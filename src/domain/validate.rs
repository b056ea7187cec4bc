//! Bulk configuration validation
//!
//! [`validate`] is a pure function over a parsed [`BulkConfig`]. It collects
//! every violation instead of stopping at the first one; an empty result is
//! the only state in which the document may be applied.

use std::collections::HashSet;
use std::fmt;

use chrono::NaiveDate;
use serde::Serialize;
use thiserror::Error;

use super::bulk::{BulkConfig, IntField, StatusConfig, TagConfig, TaskConfig};
use super::resource::is_hex_color;

/// Section of the document a violation belongs to
#[derive(Debug, Clone, Copy, PartialEq, Eq, Serialize)]
#[serde(rename_all = "lowercase")]
pub enum ItemKind {
    Tag,
    Status,
    Task,
}

impl fmt::Display for ItemKind {
    fn fmt(&self, f: &mut fmt::Formatter<'_>) -> fmt::Result {
        f.write_str(match self {
            ItemKind::Tag => "tag",
            ItemKind::Status => "status",
            ItemKind::Task => "task",
        })
    }
}

/// One violation in the document
#[derive(Debug, Clone, PartialEq, Eq, Error, Serialize)]
#[error("{kind} \"{item}\": {message}")]
pub struct ValidationError {
    pub kind: ItemKind,
    /// Item name, or its position when unnamed; task paths join ancestors with " > "
    pub item: String,
    pub message: String,
}

impl ValidationError {
    fn new(kind: ItemKind, item: impl Into<String>, message: impl Into<String>) -> Self {
        Self {
            kind,
            item: item.into(),
            message: message.into(),
        }
    }
}

/// Validates the whole document, returning every violation found
pub fn validate(config: &BulkConfig) -> Vec<ValidationError> {
    let mut errors = Vec::new();
    validate_tags(config.tags(), &mut errors);
    validate_statuses(config.statuses(), &mut errors);
    validate_tasks(config.tasks(), &mut errors);
    errors
}

fn label(name: &str, position: usize) -> String {
    if name.trim().is_empty() {
        format!("#{}", position + 1)
    } else {
        name.to_string()
    }
}

fn validate_tags(tags: &[TagConfig], errors: &mut Vec<ValidationError>) {
    let mut seen = HashSet::new();

    for (i, tag) in tags.iter().enumerate() {
        let item = label(&tag.name, i);

        if tag.name.trim().is_empty() {
            errors.push(ValidationError::new(ItemKind::Tag, &item, "Tag name is required"));
        } else if !seen.insert(tag.name.trim().to_lowercase()) {
            errors.push(ValidationError::new(ItemKind::Tag, &item, "Duplicate tag name"));
        }

        for (field, value) in [("Background", &tag.bg_color), ("Foreground", &tag.fg_color)] {
            if value.trim().is_empty() {
                errors.push(ValidationError::new(
                    ItemKind::Tag,
                    &item,
                    format!("{field} color is required"),
                ));
            } else if !is_hex_color(value) {
                errors.push(ValidationError::new(
                    ItemKind::Tag,
                    &item,
                    format!("{field} color must use #RRGGBB format (got {value})"),
                ));
            }
        }
    }
}

fn validate_statuses(statuses: &[StatusConfig], errors: &mut Vec<ValidationError>) {
    if statuses.is_empty() {
        return;
    }

    let mut seen = HashSet::new();
    for (i, status) in statuses.iter().enumerate() {
        let item = label(&status.name, i);

        if status.name.trim().is_empty() {
            errors.push(ValidationError::new(
                ItemKind::Status,
                &item,
                "Status name is required",
            ));
        } else if !seen.insert(status.name.trim().to_lowercase()) {
            errors.push(ValidationError::new(
                ItemKind::Status,
                &item,
                "Duplicate status name",
            ));
        }

        if status.color.trim().is_empty() {
            errors.push(ValidationError::new(
                ItemKind::Status,
                &item,
                "Status color is required",
            ));
        } else if !is_hex_color(&status.color) {
            errors.push(ValidationError::new(
                ItemKind::Status,
                &item,
                format!("Status color must use #RRGGBB format (got {})", status.color),
            ));
        }

        match &status.order {
            None => errors.push(ValidationError::new(
                ItemKind::Status,
                &item,
                "Status order is required",
            )),
            Some(IntField::Other(_)) => errors.push(ValidationError::new(
                ItemKind::Status,
                &item,
                format!(
                    "Status order must be a positive integer (got {})",
                    status.order.as_ref().map(IntField::describe).unwrap_or_default()
                ),
            )),
            Some(IntField::Int(_)) => {}
        }
    }

    // The set check needs every order; unusable ones were reported above
    let Some(mut orders) = statuses
        .iter()
        .map(|s| s.order.as_ref().and_then(IntField::as_int))
        .collect::<Option<Vec<i64>>>()
    else {
        return;
    };
    orders.sort_unstable();
    let contiguous = orders
        .iter()
        .enumerate()
        .all(|(i, &order)| order == i as i64 + 1);

    if !contiguous {
        errors.push(ValidationError::new(
            ItemKind::Status,
            "order",
            format!(
                "Status orders must be exactly 1..{} with no gaps or duplicates (got {:?})",
                statuses.len(),
                orders
            ),
        ));
    }
}

fn validate_tasks(tasks: &[TaskConfig], errors: &mut Vec<ValidationError>) {
    // (task, path) in document order
    let mut stack: Vec<(&TaskConfig, String)> = tasks
        .iter()
        .enumerate()
        .rev()
        .map(|(i, t)| (t, label(&t.name, i)))
        .collect();

    while let Some((task, path)) = stack.pop() {
        validate_task(task, &path, errors);

        for (i, sub) in task.subtasks.iter().enumerate().rev() {
            stack.push((sub, format!("{} > {}", path, label(&sub.name, i))));
        }
    }
}

fn validate_task(task: &TaskConfig, path: &str, errors: &mut Vec<ValidationError>) {
    if task.name.trim().is_empty() {
        errors.push(ValidationError::new(ItemKind::Task, path, "Task name is required"));
    }

    match &task.priority {
        None => errors.push(ValidationError::new(
            ItemKind::Task,
            path,
            "Task priority is required",
        )),
        Some(IntField::Int(p)) if !(1..=4).contains(p) => errors.push(ValidationError::new(
            ItemKind::Task,
            path,
            format!("Task priority must be between 1 and 4 (got {p})"),
        )),
        Some(other @ IntField::Other(_)) => errors.push(ValidationError::new(
            ItemKind::Task,
            path,
            format!(
                "Task priority must be an integer between 1 and 4 (got {})",
                other.describe()
            ),
        )),
        Some(IntField::Int(_)) => {}
    }

    if let Some(due) = task.due_date.as_deref() {
        if NaiveDate::parse_from_str(due.trim(), "%Y-%m-%d").is_err() {
            errors.push(ValidationError::new(
                ItemKind::Task,
                path,
                format!("Due date must use YYYY-MM-DD format (got {due})"),
            ));
        }
    }

    if task.tags.iter().any(|t| t.trim().is_empty()) {
        errors.push(ValidationError::new(
            ItemKind::Task,
            path,
            "Task tags must not be empty",
        ));
    }
}

#[cfg(test)]
mod tests {
    use super::*;

    fn status(name: &str, order: i64) -> StatusConfig {
        StatusConfig {
            name: name.to_string(),
            color: "#d3d3d3".to_string(),
            order: Some(IntField::Int(order)),
        }
    }

    fn with_statuses(statuses: Vec<StatusConfig>) -> BulkConfig {
        BulkConfig {
            statuses: Some(statuses),
            ..Default::default()
        }
    }

    fn with_tasks(tasks: Vec<TaskConfig>) -> BulkConfig {
        BulkConfig {
            tasks: Some(tasks),
            ..Default::default()
        }
    }

    #[test]
    fn empty_document_is_valid() {
        assert!(validate(&BulkConfig::default()).is_empty());
    }

    #[test]
    fn accepts_any_permutation_of_contiguous_orders() {
        for orders in [[1, 2, 3], [3, 1, 2], [2, 3, 1], [3, 2, 1]] {
            let config = with_statuses(vec![
                status("a", orders[0]),
                status("b", orders[1]),
                status("c", orders[2]),
            ]);
            assert!(validate(&config).is_empty(), "orders {orders:?}");
        }
    }

    #[test]
    fn rejects_gap_in_orders_once() {
        let config = with_statuses(vec![status("a", 1), status("b", 2), status("c", 4)]);
        let errors = validate(&config);
        assert_eq!(errors.len(), 1);
        assert_eq!(errors[0].kind, ItemKind::Status);
        assert_eq!(errors[0].item, "order");
    }

    #[test]
    fn rejects_duplicate_orders() {
        let config = with_statuses(vec![status("a", 1), status("b", 1)]);
        assert_eq!(validate(&config).len(), 1);
    }

    #[test]
    fn rejects_orders_not_starting_at_one() {
        let config = with_statuses(vec![status("a", 0), status("b", 1)]);
        assert_eq!(validate(&config).len(), 1);
    }

    #[test]
    fn status_names_are_unique_ignoring_case() {
        let config = with_statuses(vec![status("Backlog", 1), status("backlog", 2)]);
        let errors = validate(&config);
        assert_eq!(errors.len(), 1);
        assert_eq!(errors[0].message, "Duplicate status name");
    }

    #[test]
    fn status_requires_name_and_color() {
        let config = with_statuses(vec![StatusConfig {
            name: String::new(),
            color: String::new(),
            order: Some(IntField::Int(1)),
        }]);
        let errors = validate(&config);
        assert_eq!(errors.len(), 2);
        assert_eq!(errors[0].item, "#1");
    }

    #[test]
    fn tags_need_name_and_hex_colors() {
        let config = BulkConfig {
            tags: Some(vec![
                TagConfig {
                    name: "ok".to_string(),
                    bg_color: "#FF9900".to_string(),
                    fg_color: "#FFFFFF".to_string(),
                },
                TagConfig {
                    name: String::new(),
                    bg_color: "orange".to_string(),
                    fg_color: String::new(),
                },
            ]),
            ..Default::default()
        };

        let errors = validate(&config);
        assert_eq!(errors.len(), 3);
        assert!(errors.iter().all(|e| e.kind == ItemKind::Tag && e.item == "#2"));
    }

    #[test]
    fn priority_must_be_present_and_in_range() {
        for p in 1..=4 {
            assert!(validate(&with_tasks(vec![TaskConfig::new("t", p)])).is_empty());
        }

        let too_high = validate(&with_tasks(vec![TaskConfig::new("t", 5)]));
        assert_eq!(too_high.len(), 1);
        assert!(too_high[0].message.contains("between 1 and 4"));

        let missing = validate(&with_tasks(vec![TaskConfig {
            name: "t".to_string(),
            ..Default::default()
        }]));
        assert_eq!(missing.len(), 1);
        assert_eq!(missing[0].message, "Task priority is required");
    }

    #[test]
    fn nested_violations_are_all_collected() {
        let root = TaskConfig::new("Root", 2)
            .with_subtask(TaskConfig::new("Bad child", 9))
            .with_subtask(TaskConfig::new("Good child", 3))
            .with_subtask(TaskConfig::new("", 1).with_subtask(TaskConfig::new("Deep", 0)));

        let errors = validate(&with_tasks(vec![root, TaskConfig::new("Sibling", 7)]));
        let items: Vec<_> = errors.iter().map(|e| e.item.as_str()).collect();
        assert_eq!(
            items,
            vec!["Root > Bad child", "Root > #3", "Root > #3 > Deep", "Sibling"]
        );
    }

    #[test]
    fn non_integer_priority_is_reported_with_its_siblings() {
        let yaml = "tasks:\n  - name: A\n    priority: high\n  - name: ''\n    priority: 2\n  - name: C\n    priority: \"3\"\n";
        let config = BulkConfig::from_yaml(yaml).unwrap();

        let errors = validate(&config);
        let found: Vec<_> = errors
            .iter()
            .map(|e| (e.item.as_str(), e.message.as_str()))
            .collect();
        assert_eq!(found.len(), 3);
        assert_eq!(
            found[..2],
            [
                ("A", "Task priority must be an integer between 1 and 4 (got high)"),
                ("#2", "Task name is required"),
            ]
        );
        // A quoted number is a string, not a priority
        assert_eq!(found[2].0, "C");
        assert!(found[2].1.starts_with("Task priority must be an integer"));
    }

    #[test]
    fn unusable_status_orders_are_reported_per_status() {
        let yaml = "statuses:\n  - name: a\n    color: \"#d3d3d3\"\n    order: first\n  - name: b\n    color: \"#d3d3d3\"\n";
        let config = BulkConfig::from_yaml(yaml).unwrap();

        let errors = validate(&config);
        let found: Vec<_> = errors
            .iter()
            .map(|e| (e.item.as_str(), e.message.as_str()))
            .collect();
        assert_eq!(
            found,
            vec![
                ("a", "Status order must be a positive integer (got first)"),
                ("b", "Status order is required"),
            ]
        );
    }

    #[test]
    fn due_date_must_be_iso() {
        let mut task = TaskConfig::new("t", 1);
        task.due_date = Some("2024-02-15".to_string());
        assert!(validate(&with_tasks(vec![task.clone()])).is_empty());

        task.due_date = Some("15/02/2024".to_string());
        assert_eq!(validate(&with_tasks(vec![task])).len(), 1);
    }

    #[test]
    fn display_names_kind_and_item() {
        let error = ValidationError::new(ItemKind::Task, "Root", "Task priority is required");
        assert_eq!(error.to_string(), "task \"Root\": Task priority is required");
    }
}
────────────────────
§ **Task description**:
Go through the data and copy every line that includes "missing".

§ **The answer**:
        let missing = validate(&with_tasks(vec![TaskConfig {
        assert_eq!(missing.len(), 1);
        assert_eq!(missing[0].message, "Task priority is required");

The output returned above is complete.